[Stored data entries]
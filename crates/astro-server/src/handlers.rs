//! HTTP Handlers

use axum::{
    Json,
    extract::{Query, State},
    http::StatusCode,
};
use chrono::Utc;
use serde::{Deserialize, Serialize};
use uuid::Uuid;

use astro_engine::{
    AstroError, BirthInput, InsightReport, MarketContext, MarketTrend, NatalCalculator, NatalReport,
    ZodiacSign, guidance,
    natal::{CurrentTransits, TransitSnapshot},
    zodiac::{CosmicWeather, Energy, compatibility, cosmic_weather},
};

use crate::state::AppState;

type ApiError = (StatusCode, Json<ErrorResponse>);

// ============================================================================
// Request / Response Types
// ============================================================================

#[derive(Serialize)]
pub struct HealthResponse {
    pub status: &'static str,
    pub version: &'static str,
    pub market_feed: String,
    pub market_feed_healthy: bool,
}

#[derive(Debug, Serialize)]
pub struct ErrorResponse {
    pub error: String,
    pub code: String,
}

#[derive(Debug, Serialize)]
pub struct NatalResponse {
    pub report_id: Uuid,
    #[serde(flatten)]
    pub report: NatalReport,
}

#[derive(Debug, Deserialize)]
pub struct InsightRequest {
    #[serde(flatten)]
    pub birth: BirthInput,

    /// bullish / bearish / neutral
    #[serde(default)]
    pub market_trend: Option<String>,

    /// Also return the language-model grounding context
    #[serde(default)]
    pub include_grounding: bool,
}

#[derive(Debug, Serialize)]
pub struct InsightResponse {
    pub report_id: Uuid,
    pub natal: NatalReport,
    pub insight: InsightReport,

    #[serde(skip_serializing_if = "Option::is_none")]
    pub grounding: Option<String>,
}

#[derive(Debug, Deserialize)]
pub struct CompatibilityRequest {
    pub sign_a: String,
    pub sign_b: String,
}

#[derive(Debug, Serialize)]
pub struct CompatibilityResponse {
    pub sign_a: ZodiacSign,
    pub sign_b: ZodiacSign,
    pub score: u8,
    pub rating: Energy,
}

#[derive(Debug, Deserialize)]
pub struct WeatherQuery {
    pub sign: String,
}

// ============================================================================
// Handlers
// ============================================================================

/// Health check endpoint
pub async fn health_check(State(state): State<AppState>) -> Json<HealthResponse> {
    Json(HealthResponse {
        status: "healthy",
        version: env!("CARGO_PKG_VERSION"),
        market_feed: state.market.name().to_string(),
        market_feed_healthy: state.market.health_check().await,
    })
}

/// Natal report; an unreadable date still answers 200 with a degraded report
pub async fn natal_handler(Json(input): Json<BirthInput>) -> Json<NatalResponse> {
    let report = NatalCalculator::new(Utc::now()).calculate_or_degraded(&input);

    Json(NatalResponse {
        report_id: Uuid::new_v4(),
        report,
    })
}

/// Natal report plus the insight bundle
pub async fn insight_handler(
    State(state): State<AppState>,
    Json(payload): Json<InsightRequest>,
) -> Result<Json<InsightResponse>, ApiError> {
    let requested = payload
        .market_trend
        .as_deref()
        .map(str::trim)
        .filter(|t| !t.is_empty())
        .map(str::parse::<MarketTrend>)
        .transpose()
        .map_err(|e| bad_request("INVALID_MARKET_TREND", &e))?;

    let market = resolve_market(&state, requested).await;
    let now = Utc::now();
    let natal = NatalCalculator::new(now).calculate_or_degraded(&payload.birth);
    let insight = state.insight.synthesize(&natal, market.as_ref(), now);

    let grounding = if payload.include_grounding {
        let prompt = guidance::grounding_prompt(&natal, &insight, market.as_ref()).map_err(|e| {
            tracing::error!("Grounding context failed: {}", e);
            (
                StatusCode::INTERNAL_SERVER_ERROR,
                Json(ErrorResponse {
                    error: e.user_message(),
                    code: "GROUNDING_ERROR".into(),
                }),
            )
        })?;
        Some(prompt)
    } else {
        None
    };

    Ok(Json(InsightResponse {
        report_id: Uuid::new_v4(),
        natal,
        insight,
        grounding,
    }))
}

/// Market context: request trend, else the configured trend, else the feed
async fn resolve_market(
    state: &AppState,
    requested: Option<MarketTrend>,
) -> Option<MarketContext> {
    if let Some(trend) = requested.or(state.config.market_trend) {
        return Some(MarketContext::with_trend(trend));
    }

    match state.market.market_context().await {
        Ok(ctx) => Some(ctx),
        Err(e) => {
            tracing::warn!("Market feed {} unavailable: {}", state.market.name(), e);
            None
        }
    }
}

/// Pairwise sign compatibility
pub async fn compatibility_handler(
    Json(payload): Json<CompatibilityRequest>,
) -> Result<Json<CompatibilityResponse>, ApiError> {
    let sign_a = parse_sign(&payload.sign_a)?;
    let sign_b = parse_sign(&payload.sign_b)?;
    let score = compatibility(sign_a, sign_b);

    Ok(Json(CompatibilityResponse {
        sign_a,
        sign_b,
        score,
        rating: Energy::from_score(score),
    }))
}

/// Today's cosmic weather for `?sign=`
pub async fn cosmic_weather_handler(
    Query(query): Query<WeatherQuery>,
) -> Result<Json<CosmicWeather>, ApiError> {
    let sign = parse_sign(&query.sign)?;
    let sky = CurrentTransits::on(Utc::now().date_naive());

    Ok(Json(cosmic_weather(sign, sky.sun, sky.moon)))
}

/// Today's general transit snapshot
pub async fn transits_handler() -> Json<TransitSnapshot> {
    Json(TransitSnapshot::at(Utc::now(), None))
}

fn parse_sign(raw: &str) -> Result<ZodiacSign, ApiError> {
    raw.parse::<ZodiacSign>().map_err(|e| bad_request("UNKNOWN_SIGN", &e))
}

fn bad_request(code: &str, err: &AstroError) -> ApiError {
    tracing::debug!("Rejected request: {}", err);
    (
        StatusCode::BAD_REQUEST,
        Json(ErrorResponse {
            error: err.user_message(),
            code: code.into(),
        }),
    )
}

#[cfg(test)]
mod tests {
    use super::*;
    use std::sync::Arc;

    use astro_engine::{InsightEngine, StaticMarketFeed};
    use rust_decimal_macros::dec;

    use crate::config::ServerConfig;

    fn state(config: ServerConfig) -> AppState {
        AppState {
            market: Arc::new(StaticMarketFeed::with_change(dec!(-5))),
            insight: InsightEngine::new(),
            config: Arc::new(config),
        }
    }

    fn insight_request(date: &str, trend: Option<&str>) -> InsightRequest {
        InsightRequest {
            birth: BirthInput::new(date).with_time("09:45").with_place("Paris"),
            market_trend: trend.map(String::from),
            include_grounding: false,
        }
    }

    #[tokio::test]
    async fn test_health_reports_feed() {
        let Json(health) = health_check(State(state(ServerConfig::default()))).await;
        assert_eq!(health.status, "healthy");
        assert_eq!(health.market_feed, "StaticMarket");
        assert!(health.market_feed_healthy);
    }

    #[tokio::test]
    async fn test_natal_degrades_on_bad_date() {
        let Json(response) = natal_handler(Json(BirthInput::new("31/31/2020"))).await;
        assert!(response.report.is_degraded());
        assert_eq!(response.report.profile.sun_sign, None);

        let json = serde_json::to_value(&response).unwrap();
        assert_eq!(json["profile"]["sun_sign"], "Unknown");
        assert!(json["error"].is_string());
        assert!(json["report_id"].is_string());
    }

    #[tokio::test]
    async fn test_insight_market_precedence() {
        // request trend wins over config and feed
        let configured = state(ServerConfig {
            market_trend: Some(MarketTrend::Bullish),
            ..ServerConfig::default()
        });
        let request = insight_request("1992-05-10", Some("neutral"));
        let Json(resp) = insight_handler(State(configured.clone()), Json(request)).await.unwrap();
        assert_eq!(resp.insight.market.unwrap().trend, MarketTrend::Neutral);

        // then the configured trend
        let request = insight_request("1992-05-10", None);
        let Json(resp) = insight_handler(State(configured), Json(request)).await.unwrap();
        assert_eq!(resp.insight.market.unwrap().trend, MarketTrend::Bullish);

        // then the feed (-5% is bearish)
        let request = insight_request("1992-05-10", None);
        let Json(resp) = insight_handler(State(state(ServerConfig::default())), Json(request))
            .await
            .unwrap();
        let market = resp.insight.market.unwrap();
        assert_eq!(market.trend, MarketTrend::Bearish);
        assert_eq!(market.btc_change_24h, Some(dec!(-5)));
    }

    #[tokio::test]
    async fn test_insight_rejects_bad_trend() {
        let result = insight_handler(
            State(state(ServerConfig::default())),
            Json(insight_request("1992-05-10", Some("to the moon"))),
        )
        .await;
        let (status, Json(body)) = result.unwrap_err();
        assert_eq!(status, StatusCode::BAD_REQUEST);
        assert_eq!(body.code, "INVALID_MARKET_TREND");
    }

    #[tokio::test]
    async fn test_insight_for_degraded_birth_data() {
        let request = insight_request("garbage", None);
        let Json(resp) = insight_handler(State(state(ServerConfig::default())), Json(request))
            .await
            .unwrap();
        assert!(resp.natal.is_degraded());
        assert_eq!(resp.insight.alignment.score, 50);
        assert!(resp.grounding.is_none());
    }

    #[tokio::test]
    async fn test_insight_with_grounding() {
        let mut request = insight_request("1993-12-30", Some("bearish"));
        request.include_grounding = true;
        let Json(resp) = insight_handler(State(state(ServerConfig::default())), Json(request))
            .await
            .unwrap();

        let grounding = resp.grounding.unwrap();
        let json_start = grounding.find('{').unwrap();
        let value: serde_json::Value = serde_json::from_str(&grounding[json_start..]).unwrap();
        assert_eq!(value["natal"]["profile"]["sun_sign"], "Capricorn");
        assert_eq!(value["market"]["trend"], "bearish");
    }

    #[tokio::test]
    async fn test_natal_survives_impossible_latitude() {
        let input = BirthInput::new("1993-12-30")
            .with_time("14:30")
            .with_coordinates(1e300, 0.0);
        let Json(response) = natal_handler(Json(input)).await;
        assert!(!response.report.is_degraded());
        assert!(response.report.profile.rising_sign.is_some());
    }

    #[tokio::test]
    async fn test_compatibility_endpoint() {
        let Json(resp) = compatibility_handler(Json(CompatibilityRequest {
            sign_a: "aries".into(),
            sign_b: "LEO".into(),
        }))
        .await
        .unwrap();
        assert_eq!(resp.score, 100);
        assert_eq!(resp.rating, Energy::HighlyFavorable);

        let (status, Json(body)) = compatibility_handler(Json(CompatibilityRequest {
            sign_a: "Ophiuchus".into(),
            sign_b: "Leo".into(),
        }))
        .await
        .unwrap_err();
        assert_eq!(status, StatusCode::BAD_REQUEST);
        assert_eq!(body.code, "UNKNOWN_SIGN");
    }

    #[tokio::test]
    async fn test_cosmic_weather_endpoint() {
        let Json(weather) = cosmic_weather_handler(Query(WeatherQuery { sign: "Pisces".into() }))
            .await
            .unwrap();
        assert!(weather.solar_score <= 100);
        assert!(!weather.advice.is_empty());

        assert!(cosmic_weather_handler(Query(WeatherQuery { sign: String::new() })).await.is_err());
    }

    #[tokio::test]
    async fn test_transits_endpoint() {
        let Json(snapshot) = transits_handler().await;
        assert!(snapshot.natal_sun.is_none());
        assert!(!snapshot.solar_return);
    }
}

• Exercise aim: Starting from the first line of the records above, retype each line exactly up to and including the one that contains "bearish / neutral", and nothing more.

• Output:
filename crates/astro-server/src/handlers.rs
//! HTTP Handlers

use axum::{
    Json,
    extract::{Query, State},
    http::StatusCode,
};
use chrono::Utc;
use serde::{Deserialize, Serialize};
use uuid::Uuid;

use astro_engine::{
    AstroError, BirthInput, InsightReport, MarketContext, MarketTrend, NatalCalculator, NatalReport,
    ZodiacSign, guidance,
    natal::{CurrentTransits, TransitSnapshot},
    zodiac::{CosmicWeather, Energy, compatibility, cosmic_weather},
};

use crate::state::AppState;

type ApiError = (StatusCode, Json<ErrorResponse>);

// ============================================================================
// Request / Response Types
// ============================================================================

#[derive(Serialize)]
pub struct HealthResponse {
    pub status: &'static str,
    pub version: &'static str,
    pub market_feed: String,
    pub market_feed_healthy: bool,
}

#[derive(Debug, Serialize)]
pub struct ErrorResponse {
    pub error: String,
    pub code: String,
}

#[derive(Debug, Serialize)]
pub struct NatalResponse {
    pub report_id: Uuid,
    #[serde(flatten)]
    pub report: NatalReport,
}

#[derive(Debug, Deserialize)]
pub struct InsightRequest {
    #[serde(flatten)]
    pub birth: BirthInput,

    /// bullish / bearish / neutral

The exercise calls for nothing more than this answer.